Effects of antireflux therapies on salivary function in normal humans.

Saliva has received recent attention because of its potential role in esophageal clearance and neutralization of refluxed gastric contents. Gastric antisecretory drugs or promotility drugs used to treat reflux have not been studied for their ability to affect salivary function. We conducted a double-blind randomized study of four antisecretory drugs, two promotility drugs, and placebo (PL) on 12 healthy volunteers on seven different days. Following a 6-hr fast, accumulated saliva was expectorated at least once per minute. The initial 10-min sample was discarded and a baseline 20-min sample collected. One of the following was given per os: PL, pirenzepine (PIR), 50 mg; propantheline (PRO), 30 mg; cimetidine (CIM), 300 mg; ranitidine (RAN), 150 mg; bethanechol (BET), 25 mg; or metoclopramide (MET), 10 mg.

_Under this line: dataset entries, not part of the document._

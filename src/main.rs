use std::path::PathBuf;
use anyhow::{Context, Result};
use clap::Parser;
use raylib::prelude::*;
use tracing::{debug, info, warn};
use tracing_subscriber::{layer::SubscriberExt, util::SubscriberInitExt};

mod carousel;
mod constants;
mod engine;
mod error;
mod page;
mod slide;
mod slideshow;
mod state;
mod texture_loader;
mod ui;

use crate::carousel::{CarouselController, CarouselView, Control, FocusManager, Key, KeyEvent, MediaQuery};
use crate::constants::*;
use crate::page::PAGE;
use crate::slide::SLIDES;
use crate::slideshow::Slideshow;
use crate::texture_loader::load_slide_textures;
use crate::ui::Layout;
use crate::carousel::keyboard::REPEATING;
use crate::ui::input::{dispatch_click, dispatch_key, sync_environment};
use crate::ui::layout::contains;
use crate::ui::render::{draw_carousel, draw_page};

#[derive(Parser, Debug)]
#[command(name = "carousel", about = "Accessible image carousel")]
struct Cli {
    /// Directory holding the slide images 1.jpg to 5.jpg
    #[arg(long, default_value = DEFAULT_ASSETS_DIR)]
    assets: PathBuf,
    /// Start with the reduced-motion preference set (toggle at runtime with Ctrl+M)
    #[arg(long, env = "CAROUSEL_REDUCED_MOTION")]
    reduced_motion: bool,
    /// Start playing automatically
    #[arg(long)]
    autoplay: bool,
    #[arg(long, default_value_t = RENDER_WIDTH)]
    width: i32,
    #[arg(long, default_value_t = RENDER_HEIGHT)]
    height: i32,
}

/// Hands the slideshow the options derived from the carousel state.
fn configure_slideshow(carousel: &mut CarouselController<Slideshow>) {
    let config = carousel.slideshow_config();
    if let Some(slideshow) = carousel.navigator_mut() {
        slideshow.configure(config);
    }
}

fn main() -> Result<()> {
    tracing_subscriber::registry()
        .with(
            tracing_subscriber::EnvFilter::try_from_default_env()
                .unwrap_or_else(|_| "info".into()),
        )
        .with(tracing_subscriber::fmt::layer())
        .init();

    let cli = Cli::parse();
    info!(title = PAGE.title, "starting");
    debug!(description = PAGE.description, keywords = ?PAGE.keyword_list(), "page metadata");
    if !cli.assets.is_dir() {
        warn!(path = %cli.assets.display(), "assets directory not found; slides will show placeholders");
    }

    let (mut rl, thread) = raylib::init()
        .size(cli.width, cli.height)
        .title(PAGE.title)
        .vsync()
        .resizable()
        .build();
    rl.set_target_fps(FPS);
    rl.set_trace_log(TraceLogLevel::LOG_ERROR);

    // --- Mount Carousel ---
    let query = MediaQuery::new(cli.reduced_motion);
    let mut carousel = CarouselController::mount(&SLIDES, &query, cli.autoplay);

    let textures = load_slide_textures(&mut rl, &thread, &cli.assets, &SLIDES)
        .context("failed to prepare slide textures")?;
    carousel.attach(Slideshow::new(SLIDES.len()));
    configure_slideshow(&mut carousel);

    let view = CarouselView::build(&carousel);
    debug!(
        region = view.region_label,
        instructions = %view.instructions,
        slideshow = view.slideshow_label,
        described_by = view.slideshow_description,
        live = view.live_mode,
        atomic = view.live_atomic,
        announced = %view.live_text,
        "carousel ready"
    );
    for (slide, indicator) in view.slides.iter().zip(&view.indicators) {
        debug!(
            group = %slide.group_label,
            alt = slide.alt,
            eager = slide.eager,
            index = indicator.index,
            indicator = %indicator.label,
            current = indicator.aria_current(),
            tabindex = indicator.tab_index.value(),
            sr = indicator.sr_suffix,
            "slide"
        );
    }
    for button in [&view.previous, &view.play_pause, &view.next] {
        debug!(
            text = button.text,
            label = button.label,
            pressed = ?button.pressed,
            disabled = button.disabled,
            "button"
        );
    }

    let mut focus = FocusManager::new();
    focus.focus(Control::Slideshow);

    // --- Main Loop ---
    while !rl.window_should_close() {
        let dt = rl.get_frame_time();
        let layout = Layout::compute(rl.get_screen_width() as f32, rl.get_screen_height() as f32, SLIDES.len());

        // Ctrl+M flips the reduced-motion preference the way a system setting would
        let ctrl = rl.is_key_down(KeyboardKey::KEY_LEFT_CONTROL) || rl.is_key_down(KeyboardKey::KEY_RIGHT_CONTROL);
        let shift = rl.is_key_down(KeyboardKey::KEY_LEFT_SHIFT) || rl.is_key_down(KeyboardKey::KEY_RIGHT_SHIFT);
        if ctrl && rl.is_key_pressed(KeyboardKey::KEY_M) {
            query.set_matches(!query.matches());
        }
        sync_environment(&mut carousel, &mut focus);
        configure_slideshow(&mut carousel);

        // --- Input ---
        while let Some(pressed) = rl.get_key_pressed() {
            if let Some(key) = Key::from_raylib(pressed) {
                dispatch_key(&mut carousel, &mut focus, KeyEvent::new(key).with_shift(shift));
            }
        }
        // The pressed-key queue only holds the first press of a held key
        for held in REPEATING {
            if rl.is_key_pressed_repeat(held) {
                if let Some(key) = Key::from_raylib(held) {
                    dispatch_key(&mut carousel, &mut focus, KeyEvent::new(key).with_shift(shift));
                }
            }
        }

        let mouse = rl.get_mouse_position();
        if rl.is_mouse_button_pressed(MouseButton::MOUSE_BUTTON_LEFT) {
            dispatch_click(&mut carousel, &mut focus, &layout, mouse);
        }
        let hovered = contains(&layout.slideshow, mouse);

        // --- Update Slideshow ---
        configure_slideshow(&mut carousel);
        let change = carousel.navigator_mut().and_then(|slideshow| slideshow.update(dt, hovered));
        if let Some(change) = change {
            carousel.on_slide_change(change);
        }

        // --- Render ---
        let view = CarouselView::build(&carousel);
        let mut d = rl.begin_drawing(&thread);
        draw_page(&mut d, &PAGE, &layout);
        draw_carousel(&mut d, &view, &layout, &focus, carousel.navigator(), &textures, mouse);
    }

    info!("carousel closed");
    Ok(())
}
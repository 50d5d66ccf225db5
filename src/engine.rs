/// A transition reported by the slideshow, as `(previous, current)`.
#[derive(Debug, Clone, Copy, PartialEq, Eq)]
pub struct SlideChange {
    pub previous: usize,
    pub current: usize,
}

/// Imperative navigation exposed by the slideshow to the carousel.
///
/// Every call returns the change it caused, the same way automatic
/// transitions are reported, or `None` when nothing moved.
pub trait Navigator {
    fn go_next(&mut self) -> Option<SlideChange>;
    fn go_back(&mut self) -> Option<SlideChange>;
    fn go_to(&mut self, index: usize) -> Option<SlideChange>;
}
impl<N: Navigator> CarouselController<N> {
    /// Reads the current preference from `query` and keeps listening to it
    /// for as long as the controller lives.
    pub fn mount(slides: &'static [SlideMeta], query: &MediaQuery, autoplay: bool) -> Self {
        let motion = query.subscribe();
        let state = CarouselState::new(query.matches(), autoplay);
        debug!(
            slides = slides.len(),
            reduced_motion = state.prefers_reduced_motion,
            playing = state.is_playing,
            listeners = query.listener_count(),
            "carousel mounted"
        );
        Self {
            slides,
            state,
            live_region: LiveRegion::polite(announcement(slides, 0)),
            navigator: None,
            motion,
        }
    }

    pub fn attach(&mut self, navigator: N) {
        self.navigator = Some(navigator);
    }

    pub fn navigator(&self) -> Option<&N> {
        self.navigator.as_ref()
    }

    pub fn navigator_mut(&mut self) -> Option<&mut N> {
        self.navigator.as_mut()
    }

    pub fn state(&self) -> CarouselState {
        self.state
    }

    pub fn slides(&self) -> &'static [SlideMeta] {
        self.slides
    }

    pub fn live_region(&self) -> &LiveRegion {
        &self.live_region
    }

    /// Slideshow options for the current state.
    pub fn slideshow_config(&self) -> SlideshowConfig {
        let reduced = self.state.prefers_reduced_motion;
        SlideshowConfig {
            duration: if reduced { REDUCED_SLIDE_DURATION } else { SLIDE_DURATION },
            transition_duration: if reduced { REDUCED_TRANSITION_DURATION } else { TRANSITION_DURATION },
            autoplay: self.state.autoplay(),
            infinite: true,
            pause_on_hover: true,
            ..SlideshowConfig::default()
        }
    }

    /// Applies the latest preference change published since the last poll.
    pub fn poll_environment(&mut self) {
        if let Some(reduced) = self.motion.take() {
            self.set_reduced_motion(reduced);
        }
    }

    pub fn set_reduced_motion(&mut self, reduced: bool) {
        if self.state.prefers_reduced_motion == reduced {
            return;
        }
        self.state.prefers_reduced_motion = reduced;
        if reduced {
            self.state.is_playing = false;
        }
        debug!(reduced_motion = reduced, "motion preference applied");
    }

    pub fn play_pause_enabled(&self) -> bool {
        !self.state.prefers_reduced_motion
    }

    pub fn toggle_playback(&mut self) {
        if !self.play_pause_enabled() {
            debug!("playback toggle ignored under reduced motion");
            return;
        }
        self.state.is_playing = !self.state.is_playing;
        debug!(playing = self.state.is_playing, "playback toggled");
    }

    pub fn go_previous(&mut self) {
        self.navigate("previous", |navigator| navigator.go_back());
    }

    pub fn go_next(&mut self) {
        self.navigate("next", |navigator| navigator.go_next());
    }

    pub fn go_to(&mut self, index: usize) {
        if index >= self.slides.len() {
            debug!(index, "jump outside the slide range ignored");
            return;
        }
        self.navigate("jump", |navigator| navigator.go_to(index));
    }

    pub fn go_first(&mut self) {
        self.go_to(0);
    }

    pub fn go_last(&mut self) {
        if let Some(last) = self.slides.len().checked_sub(1) {
            self.go_to(last);
        }
    }

    /// Key handler of the focused slideshow region.
    pub fn handle_key(&mut self, event: &mut KeyEvent) {
        match event.key {
            Key::ArrowLeft => self.go_previous(),
            Key::ArrowRight => self.go_next(),
            Key::Space | Key::Enter => self.toggle_playback(),
            Key::Home => self.go_first(),
            Key::End => self.go_last(),
            Key::Tab => return,
        }
        event.prevent_default();
    }

    /// Click, or Enter/Space on a focused button.
    pub fn activate(&mut self, control: Control) {
        match control {
            Control::Previous => self.go_previous(),
            Control::PlayPause => self.toggle_playback(),
            Control::Next => self.go_next(),
            Control::Indicator(index) => self.go_to(index),
            Control::Slideshow => {}
        }
    }

    /// Change reported by the slideshow, manual or automatic.
    pub fn on_slide_change(&mut self, change: SlideChange) {
        if change.current >= self.slides.len() {
            warn!(?change, "slideshow reported an index outside the catalog");
            return;
        }
        self.state.current_index = change.current;
        self.live_region.announce(announcement(self.slides, change.current));
    }

    pub fn indicators(&self) -> Vec<IndicatorDescriptor> {
        indicator::indicators(self.slides, self.state.current_index)
    }

    /// Sequential focus order; only the current indicator takes part.
    pub fn focus_order(&self) -> Vec<Control> {
        let mut order = vec![Control::Previous];
        if self.play_pause_enabled() {
            order.push(Control::PlayPause);
        }
        order.push(Control::Next);
        order.push(Control::Slideshow);
        if !self.slides.is_empty() {
            order.push(Control::Indicator(self.state.current_index));
        }
        order
    }

    fn navigate(&mut self, action: &'static str, op: impl FnOnce(&mut N) -> Option<SlideChange>) {
        let Some(navigator) = self.navigator.as_mut() else {
            debug!(action, "navigation before the slideshow is attached");
            return;
        };
        if let Some(change) = op(navigator) {
            self.on_slide_change(change);
        }
    }
}
pub mod controller;
pub mod focus;
pub mod indicator;
pub mod keyboard;
pub mod live_region;
pub mod motion;
pub mod view;

pub use controller::CarouselController;
pub use focus::{Control, FocusManager};
pub use keyboard::{Key, KeyEvent};
pub use motion::MediaQuery;
pub use view::CarouselView;
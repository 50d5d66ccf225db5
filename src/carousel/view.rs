//! The carousel's rendered contract: every label, state and text the window
//! shows or exposes, derived from the controller in one pass.

use crate::carousel::controller::CarouselController;
use crate::carousel::indicator::IndicatorDescriptor;
use crate::carousel::live_region::LiveRegion;
use crate::engine::Navigator;
use crate::slide::position_label;

pub const REGION_LABEL: &str = "Image Carousel";
pub const REDUCED_MOTION_BADGE: &str = "(Reduced motion mode)";
pub const SLIDESHOW_LABEL: &str = "Image slideshow. Use arrow keys to navigate between slides.";
pub const SLIDESHOW_DESCRIPTION: &str = "Use left and right arrow keys to navigate slides, spacebar to toggle autoplay, \
     Home key for first slide, End key for last slide. Tab to access slide indicators.";

#[derive(Debug, Clone, PartialEq, Eq)]
pub struct ButtonView {
    pub text: &'static str,
    pub label: &'static str,
    pub title: Option<&'static str>,
    pub pressed: Option<bool>, // aria-pressed, toggle buttons only
    pub disabled: bool,
}

#[derive(Debug, Clone, PartialEq, Eq)]
pub struct SlideView {
    pub group_label: String,
    pub alt: &'static str,
    pub caption: &'static str,
    pub description: &'static str,
    pub eager: bool, // first slide loads eagerly, the rest lazily
}

#[derive(Debug, Clone, PartialEq, Eq)]
pub struct CarouselView {
    pub region_label: &'static str,
    pub instructions: String,
    pub live_text: String,
    pub live_mode: &'static str,
    pub live_atomic: bool,
    pub current_index: usize,
    pub status: String,
    pub reduced_motion_badge: Option<&'static str>,
    pub previous: ButtonView,
    pub play_pause: ButtonView,
    pub next: ButtonView,
    pub slideshow_label: &'static str,
    pub slideshow_description: &'static str,
    pub slides: Vec<SlideView>,
    pub indicators: Vec<IndicatorDescriptor>,
}

pub fn instructions(total: usize) -> String {
    format!(
        "Image carousel with {total} slides. Use arrow keys to navigate, spacebar to play/pause, \
         Home to go to first slide, End to go to last slide. Use Tab to navigate to slide indicators."
    )
}

impl CarouselView {
    pub fn build<N: Navigator>(carousel: &CarouselController<N>) -> Self {
        let state = carousel.state();
        let slides = carousel.slides();
        let total = slides.len();

        let play_pause = ButtonView {
            text: if state.is_playing { "PAUSE" } else { "PLAY" },
            label: if state.is_playing { "Pause automatic slideshow" } else { "Start automatic slideshow" },
            title: state
                .prefers_reduced_motion
                .then_some("Autoplay disabled due to reduced motion preference"),
            pressed: Some(state.is_playing),
            disabled: !carousel.play_pause_enabled(),
        };

        Self {
            region_label: REGION_LABEL,
            instructions: instructions(total),
            live_text: carousel.live_region().text().to_string(),
            live_mode: LiveRegion::POLITENESS,
            live_atomic: carousel.live_region().is_atomic(),
            current_index: state.current_index,
            status: position_label(state.current_index, total),
            reduced_motion_badge: state.prefers_reduced_motion.then_some(REDUCED_MOTION_BADGE),
            previous: ButtonView {
                text: "PREV",
                label: "Go to previous slide",
                title: Some("Previous slide"),
                pressed: None,
                disabled: false,
            },
            play_pause,
            next: ButtonView {
                text: "NEXT",
                label: "Go to next slide",
                title: Some("Next slide"),
                pressed: None,
                disabled: false,
            },
            slideshow_label: SLIDESHOW_LABEL,
            slideshow_description: SLIDESHOW_DESCRIPTION,
            slides: slides
                .iter()
                .enumerate()
                .map(|(i, slide)| SlideView {
                    group_label: position_label(i, total),
                    alt: slide.alt,
                    caption: slide.caption,
                    description: slide.description,
                    eager: i == 0,
                })
                .collect(),
            indicators: carousel.indicators(),
        }
    }
}
pub mod config;
pub mod engine;
pub mod layout;
pub mod renderer;
pub mod state;

pub use config::SlideshowConfig;
pub use engine::Slideshow;
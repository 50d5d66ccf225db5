use tracing::trace;
use crate::engine::{Navigator, SlideChange};
use crate::slideshow::config::SlideshowConfig;
use crate::slideshow::state::{Direction, TransitionState};

/// What the renderer has to draw this frame.
#[derive(Debug, Clone, Copy, PartialEq)]
pub enum Frame {
    Still { index: usize },
    Push { outgoing: usize, incoming: usize, progress: f32, direction: Direction },
}

/// Transitioning container over `len` slides.
///
/// Navigation commits the new index immediately and reports it; the push
/// animation then plays out over the following `update` calls.
pub struct Slideshow {
    len: usize,
    current: usize,
    config: SlideshowConfig,
    state: TransitionState,
}

impl Slideshow {
    pub fn new(len: usize) -> Self {
        Self {
            len,
            current: 0,
            config: SlideshowConfig::default(),
            state: TransitionState::Displaying { elapsed: 0.0 },
        }
    }

    pub fn configure(&mut self, config: SlideshowConfig) {
        if config.autoplay != self.config.autoplay {
            trace!(autoplay = config.autoplay, "slideshow autoplay changed");
        }
        self.config = config;
    }

    /// Advances the running transition and the autoplay timer by `dt` seconds.
    pub fn update(&mut self, dt: f32, hovered: bool) -> Option<SlideChange> {
        match self.state {
            TransitionState::Transitioning { from, direction, elapsed } => {
                let elapsed = elapsed + dt;
                if elapsed >= self.config.transition_duration.as_secs_f32() {
                    self.state = TransitionState::Displaying { elapsed: 0.0 };
                } else {
                    self.state = TransitionState::Transitioning { from, direction, elapsed };
                }
                None
            }
            TransitionState::Displaying { elapsed } => {
                if !self.config.autoplay {
                    self.state = TransitionState::Displaying { elapsed: 0.0 };
                    return None;
                }
                if self.config.pause_on_hover && hovered {
                    return None;
                }

                let elapsed = elapsed + dt;
                if elapsed >= self.config.duration.as_secs_f32() {
                    self.state = TransitionState::Displaying { elapsed: 0.0 };
                    self.go_next()
                } else {
                    self.state = TransitionState::Displaying { elapsed };
                    None
                }
            }
        }
    }

    pub fn frame(&self) -> Frame {
        match self.state {
            TransitionState::Transitioning { from, direction, elapsed } => {
                let total = self.config.transition_duration.as_secs_f32();
                let linear = if total > 0.0 { elapsed / total } else { 1.0 };
                Frame::Push {
                    outgoing: from,
                    incoming: self.current,
                    progress: self.config.easing.apply(linear),
                    direction,
                }
            }
            TransitionState::Displaying { .. } => Frame::Still { index: self.current },
        }
    }

    fn start_transition(&mut self, target: usize, direction: Direction) -> Option<SlideChange> {
        if target == self.current || target >= self.len {
            return None;
        }

        // A transition still in flight is snapped to its end
        let previous = self.current;
        self.current = target;
        self.state = if self.config.transition_duration.is_zero() {
            TransitionState::Displaying { elapsed: 0.0 }
        } else {
            TransitionState::Transitioning { from: previous, direction, elapsed: 0.0 }
        };

        trace!(previous, current = target, ?direction, "slideshow transition");
        Some(SlideChange { previous, current: target })
    }
}

impl Navigator for Slideshow {
    fn go_next(&mut self) -> Option<SlideChange> {
        if self.len == 0 {
            return None;
        }
        let target = if self.current + 1 < self.len {
            self.current + 1
        } else if self.config.infinite {
            0
        } else {
            return None;
        };
        self.start_transition(target, Direction::Forward)
    }

    fn go_back(&mut self) -> Option<SlideChange> {
        if self.len == 0 {
            return None;
        }
        let target = if self.current > 0 {
            self.current - 1
        } else if self.config.infinite {
            self.len - 1
        } else {
            return None;
        };
        self.start_transition(target, Direction::Backward)
    }

    fn go_to(&mut self, index: usize) -> Option<SlideChange> {
        let direction = if index > self.current { Direction::Forward } else { Direction::Backward };
        self.start_transition(index, direction)
    }
}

Saliva was collected for 60 min. Saliva was then stimulated (STIM) by sucking a peppermint lozenge for 30 min. Specimens were collected under oil, kept on ice, and analyzed within 30 min. Saliva flow in milliliters per minute and capacity for acid neutralization (CAN) in microequivalents acid per milliliter saliva were analyzed on all samples. The known effect of PRO to inhibit both basal saliva flow and STIM flow and CAN was seen. In contrast, the selective antimuscarinic PIR did not significantly decrease saliva flow or CAN. CIM, RAN, and MET did not significantly effect salivary function, but both CIM and RAN showed a tendency to increase CAN. Oral BET had no detectable effect on salivary function.